Go through the records line by line from the top and repeat each one exactly, ending with the line that contains "the program tree.".
━━━━━ Raw data ━━━━━
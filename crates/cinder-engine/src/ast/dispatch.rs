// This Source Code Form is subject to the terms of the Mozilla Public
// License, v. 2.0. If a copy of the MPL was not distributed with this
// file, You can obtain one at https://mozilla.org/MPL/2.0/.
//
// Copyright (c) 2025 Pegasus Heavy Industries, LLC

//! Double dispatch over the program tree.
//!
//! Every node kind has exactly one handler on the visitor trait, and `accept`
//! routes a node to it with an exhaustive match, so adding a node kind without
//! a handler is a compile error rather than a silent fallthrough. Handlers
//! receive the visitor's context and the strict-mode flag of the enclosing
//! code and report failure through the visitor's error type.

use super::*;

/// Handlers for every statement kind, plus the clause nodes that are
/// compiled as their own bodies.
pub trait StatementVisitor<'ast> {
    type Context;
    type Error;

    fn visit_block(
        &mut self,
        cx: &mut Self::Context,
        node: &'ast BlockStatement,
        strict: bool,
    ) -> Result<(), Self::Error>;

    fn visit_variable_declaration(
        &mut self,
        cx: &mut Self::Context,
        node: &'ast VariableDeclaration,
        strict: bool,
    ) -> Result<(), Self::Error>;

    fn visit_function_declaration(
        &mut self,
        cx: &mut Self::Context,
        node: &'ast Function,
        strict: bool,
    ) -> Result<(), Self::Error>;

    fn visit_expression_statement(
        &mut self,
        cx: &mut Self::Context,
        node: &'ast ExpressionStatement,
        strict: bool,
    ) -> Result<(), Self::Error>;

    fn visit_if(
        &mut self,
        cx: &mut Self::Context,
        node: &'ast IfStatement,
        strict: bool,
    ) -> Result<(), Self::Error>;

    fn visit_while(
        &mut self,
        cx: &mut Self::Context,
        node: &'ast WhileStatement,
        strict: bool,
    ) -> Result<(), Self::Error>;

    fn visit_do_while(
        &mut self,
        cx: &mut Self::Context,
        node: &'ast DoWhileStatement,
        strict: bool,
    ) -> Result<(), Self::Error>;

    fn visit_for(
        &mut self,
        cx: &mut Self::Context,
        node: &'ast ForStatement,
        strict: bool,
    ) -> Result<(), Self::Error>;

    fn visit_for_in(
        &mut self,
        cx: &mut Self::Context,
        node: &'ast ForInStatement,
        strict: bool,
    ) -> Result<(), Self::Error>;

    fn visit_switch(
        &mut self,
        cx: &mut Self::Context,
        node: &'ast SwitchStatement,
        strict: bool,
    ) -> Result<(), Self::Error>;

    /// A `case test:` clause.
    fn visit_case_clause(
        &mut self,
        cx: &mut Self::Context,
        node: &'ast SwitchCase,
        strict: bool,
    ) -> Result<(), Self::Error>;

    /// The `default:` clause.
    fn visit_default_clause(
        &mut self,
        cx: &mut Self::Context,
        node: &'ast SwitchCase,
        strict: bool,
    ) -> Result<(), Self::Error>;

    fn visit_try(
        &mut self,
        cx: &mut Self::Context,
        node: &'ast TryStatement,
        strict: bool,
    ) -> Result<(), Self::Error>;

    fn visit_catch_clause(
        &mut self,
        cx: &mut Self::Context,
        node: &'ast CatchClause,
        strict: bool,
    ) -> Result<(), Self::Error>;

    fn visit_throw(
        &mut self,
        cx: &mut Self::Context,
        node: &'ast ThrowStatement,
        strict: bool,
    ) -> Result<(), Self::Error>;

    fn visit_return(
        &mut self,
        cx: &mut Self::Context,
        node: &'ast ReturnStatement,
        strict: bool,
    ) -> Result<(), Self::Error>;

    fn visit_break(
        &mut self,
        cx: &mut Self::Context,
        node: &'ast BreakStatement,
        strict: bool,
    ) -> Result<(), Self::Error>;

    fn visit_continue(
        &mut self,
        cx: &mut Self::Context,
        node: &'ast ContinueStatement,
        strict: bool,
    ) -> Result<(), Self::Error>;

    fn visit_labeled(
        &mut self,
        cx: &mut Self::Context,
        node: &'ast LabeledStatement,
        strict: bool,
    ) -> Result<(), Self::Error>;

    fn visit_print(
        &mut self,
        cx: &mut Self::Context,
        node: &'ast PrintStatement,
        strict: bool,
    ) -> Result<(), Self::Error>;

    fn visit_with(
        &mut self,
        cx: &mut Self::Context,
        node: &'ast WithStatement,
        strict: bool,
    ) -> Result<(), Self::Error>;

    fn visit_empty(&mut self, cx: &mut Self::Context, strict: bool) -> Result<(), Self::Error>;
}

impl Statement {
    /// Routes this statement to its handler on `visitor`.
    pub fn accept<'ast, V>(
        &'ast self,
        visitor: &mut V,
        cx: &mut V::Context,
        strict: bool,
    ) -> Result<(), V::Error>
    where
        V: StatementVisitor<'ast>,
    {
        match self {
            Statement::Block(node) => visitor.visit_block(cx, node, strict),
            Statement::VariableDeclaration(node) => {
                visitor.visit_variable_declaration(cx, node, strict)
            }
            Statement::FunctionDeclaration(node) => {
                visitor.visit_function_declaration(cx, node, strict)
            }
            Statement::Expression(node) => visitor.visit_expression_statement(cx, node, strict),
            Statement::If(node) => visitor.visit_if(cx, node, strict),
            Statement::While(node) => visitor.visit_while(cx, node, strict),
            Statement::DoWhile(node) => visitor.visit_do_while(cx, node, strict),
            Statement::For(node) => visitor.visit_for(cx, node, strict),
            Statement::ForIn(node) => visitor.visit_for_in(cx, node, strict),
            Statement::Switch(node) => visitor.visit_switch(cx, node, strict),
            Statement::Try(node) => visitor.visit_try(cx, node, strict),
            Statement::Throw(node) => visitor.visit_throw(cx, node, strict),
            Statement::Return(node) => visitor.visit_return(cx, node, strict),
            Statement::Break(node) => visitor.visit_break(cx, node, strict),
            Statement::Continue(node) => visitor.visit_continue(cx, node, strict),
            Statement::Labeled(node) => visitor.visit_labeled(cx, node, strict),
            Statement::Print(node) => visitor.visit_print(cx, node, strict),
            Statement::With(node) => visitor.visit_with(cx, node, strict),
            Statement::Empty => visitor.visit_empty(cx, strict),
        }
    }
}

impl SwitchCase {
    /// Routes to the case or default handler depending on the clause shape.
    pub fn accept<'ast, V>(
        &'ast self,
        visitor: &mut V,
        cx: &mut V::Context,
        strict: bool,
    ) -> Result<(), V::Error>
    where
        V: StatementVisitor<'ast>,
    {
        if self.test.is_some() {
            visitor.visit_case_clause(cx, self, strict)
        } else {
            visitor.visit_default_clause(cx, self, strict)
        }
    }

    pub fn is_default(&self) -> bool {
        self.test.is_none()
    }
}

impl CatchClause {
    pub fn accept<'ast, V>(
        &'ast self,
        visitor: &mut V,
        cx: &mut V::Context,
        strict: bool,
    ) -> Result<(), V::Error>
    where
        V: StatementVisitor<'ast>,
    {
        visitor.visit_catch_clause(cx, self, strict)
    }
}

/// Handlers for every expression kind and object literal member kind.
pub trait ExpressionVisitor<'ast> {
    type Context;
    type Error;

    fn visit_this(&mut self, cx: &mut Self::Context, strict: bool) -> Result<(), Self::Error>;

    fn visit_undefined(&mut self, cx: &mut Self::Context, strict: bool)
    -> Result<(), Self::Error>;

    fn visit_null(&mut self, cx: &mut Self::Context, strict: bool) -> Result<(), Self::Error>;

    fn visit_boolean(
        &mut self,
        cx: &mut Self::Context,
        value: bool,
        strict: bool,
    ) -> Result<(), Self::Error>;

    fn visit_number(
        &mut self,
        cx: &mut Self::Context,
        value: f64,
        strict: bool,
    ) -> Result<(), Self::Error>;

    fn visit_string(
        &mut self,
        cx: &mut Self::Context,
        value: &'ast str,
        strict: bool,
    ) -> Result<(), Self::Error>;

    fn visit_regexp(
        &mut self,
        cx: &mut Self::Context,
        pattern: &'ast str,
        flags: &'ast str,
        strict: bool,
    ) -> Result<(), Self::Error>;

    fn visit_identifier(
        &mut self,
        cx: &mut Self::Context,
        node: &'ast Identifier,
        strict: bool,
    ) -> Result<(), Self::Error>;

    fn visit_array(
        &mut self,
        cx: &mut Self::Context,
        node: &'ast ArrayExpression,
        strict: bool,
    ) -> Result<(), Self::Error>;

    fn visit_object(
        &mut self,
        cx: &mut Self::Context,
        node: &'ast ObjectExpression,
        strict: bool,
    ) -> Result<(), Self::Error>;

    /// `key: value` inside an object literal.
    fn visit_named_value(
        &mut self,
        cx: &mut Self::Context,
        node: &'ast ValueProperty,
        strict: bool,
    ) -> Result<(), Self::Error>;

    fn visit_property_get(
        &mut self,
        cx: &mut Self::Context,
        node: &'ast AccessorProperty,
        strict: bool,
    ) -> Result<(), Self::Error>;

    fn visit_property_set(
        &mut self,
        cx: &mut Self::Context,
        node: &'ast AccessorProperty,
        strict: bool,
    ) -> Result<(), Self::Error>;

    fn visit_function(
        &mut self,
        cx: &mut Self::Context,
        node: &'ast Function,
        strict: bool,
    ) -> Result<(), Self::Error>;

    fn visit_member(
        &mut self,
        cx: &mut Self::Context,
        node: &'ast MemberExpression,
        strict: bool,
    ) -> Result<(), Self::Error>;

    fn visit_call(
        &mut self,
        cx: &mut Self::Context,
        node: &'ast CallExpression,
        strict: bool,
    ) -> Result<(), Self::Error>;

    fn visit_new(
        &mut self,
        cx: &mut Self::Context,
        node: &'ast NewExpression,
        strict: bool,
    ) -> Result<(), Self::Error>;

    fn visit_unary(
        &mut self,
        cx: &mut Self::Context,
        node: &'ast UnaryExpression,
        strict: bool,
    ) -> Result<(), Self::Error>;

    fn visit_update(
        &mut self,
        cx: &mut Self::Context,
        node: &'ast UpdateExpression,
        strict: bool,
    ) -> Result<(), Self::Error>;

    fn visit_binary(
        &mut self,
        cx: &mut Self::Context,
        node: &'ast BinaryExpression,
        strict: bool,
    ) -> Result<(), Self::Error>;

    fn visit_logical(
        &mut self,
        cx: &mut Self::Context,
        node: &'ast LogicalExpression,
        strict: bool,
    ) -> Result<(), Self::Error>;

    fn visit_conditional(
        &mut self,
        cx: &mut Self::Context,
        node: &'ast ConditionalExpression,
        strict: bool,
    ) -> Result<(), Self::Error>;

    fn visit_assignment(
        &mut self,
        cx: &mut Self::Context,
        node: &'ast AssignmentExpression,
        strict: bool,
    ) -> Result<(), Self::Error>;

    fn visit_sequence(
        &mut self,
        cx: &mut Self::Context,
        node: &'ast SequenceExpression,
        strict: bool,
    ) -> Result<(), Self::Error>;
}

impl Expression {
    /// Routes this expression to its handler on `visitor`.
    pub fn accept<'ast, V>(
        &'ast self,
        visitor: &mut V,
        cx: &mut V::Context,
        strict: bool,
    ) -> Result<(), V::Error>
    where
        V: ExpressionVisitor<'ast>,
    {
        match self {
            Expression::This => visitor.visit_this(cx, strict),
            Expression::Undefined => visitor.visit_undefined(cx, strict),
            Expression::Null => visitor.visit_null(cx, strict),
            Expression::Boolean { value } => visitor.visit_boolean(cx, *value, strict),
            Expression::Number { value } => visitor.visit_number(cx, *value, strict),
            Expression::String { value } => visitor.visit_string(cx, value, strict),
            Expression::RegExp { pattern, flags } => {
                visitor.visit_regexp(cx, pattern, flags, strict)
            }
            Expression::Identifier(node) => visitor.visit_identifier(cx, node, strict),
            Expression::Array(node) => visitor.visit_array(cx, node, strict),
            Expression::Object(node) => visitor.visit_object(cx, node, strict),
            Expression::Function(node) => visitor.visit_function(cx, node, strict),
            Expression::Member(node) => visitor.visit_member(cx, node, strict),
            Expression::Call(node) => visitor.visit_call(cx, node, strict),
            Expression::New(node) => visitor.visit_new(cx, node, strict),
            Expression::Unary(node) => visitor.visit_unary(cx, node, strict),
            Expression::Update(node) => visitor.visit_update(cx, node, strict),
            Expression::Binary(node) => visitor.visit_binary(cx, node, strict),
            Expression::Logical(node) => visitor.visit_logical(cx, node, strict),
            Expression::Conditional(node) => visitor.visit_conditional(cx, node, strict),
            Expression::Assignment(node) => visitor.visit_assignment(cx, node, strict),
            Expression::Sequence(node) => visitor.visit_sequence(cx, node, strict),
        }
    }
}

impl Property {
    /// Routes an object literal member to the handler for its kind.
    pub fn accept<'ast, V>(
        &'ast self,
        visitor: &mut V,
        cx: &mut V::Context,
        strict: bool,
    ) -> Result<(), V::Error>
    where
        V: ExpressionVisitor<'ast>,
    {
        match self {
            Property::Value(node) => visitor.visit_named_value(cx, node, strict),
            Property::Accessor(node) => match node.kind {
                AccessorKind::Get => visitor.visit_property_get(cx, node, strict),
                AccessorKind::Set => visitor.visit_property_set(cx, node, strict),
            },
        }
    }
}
━━━━━
- **Exercise answer**:
filename crates/cinder-engine/src/ast/dispatch.rs
// This Source Code Form is subject to the terms of the Mozilla Public
// License, v. 2.0. If a copy of the MPL was not distributed with this
// file, You can obtain one at https://mozilla.org/MPL/2.0/.
//
// Copyright (c) 2025 Pegasus Heavy Industries, LLC

//! Double dispatch over the program tree.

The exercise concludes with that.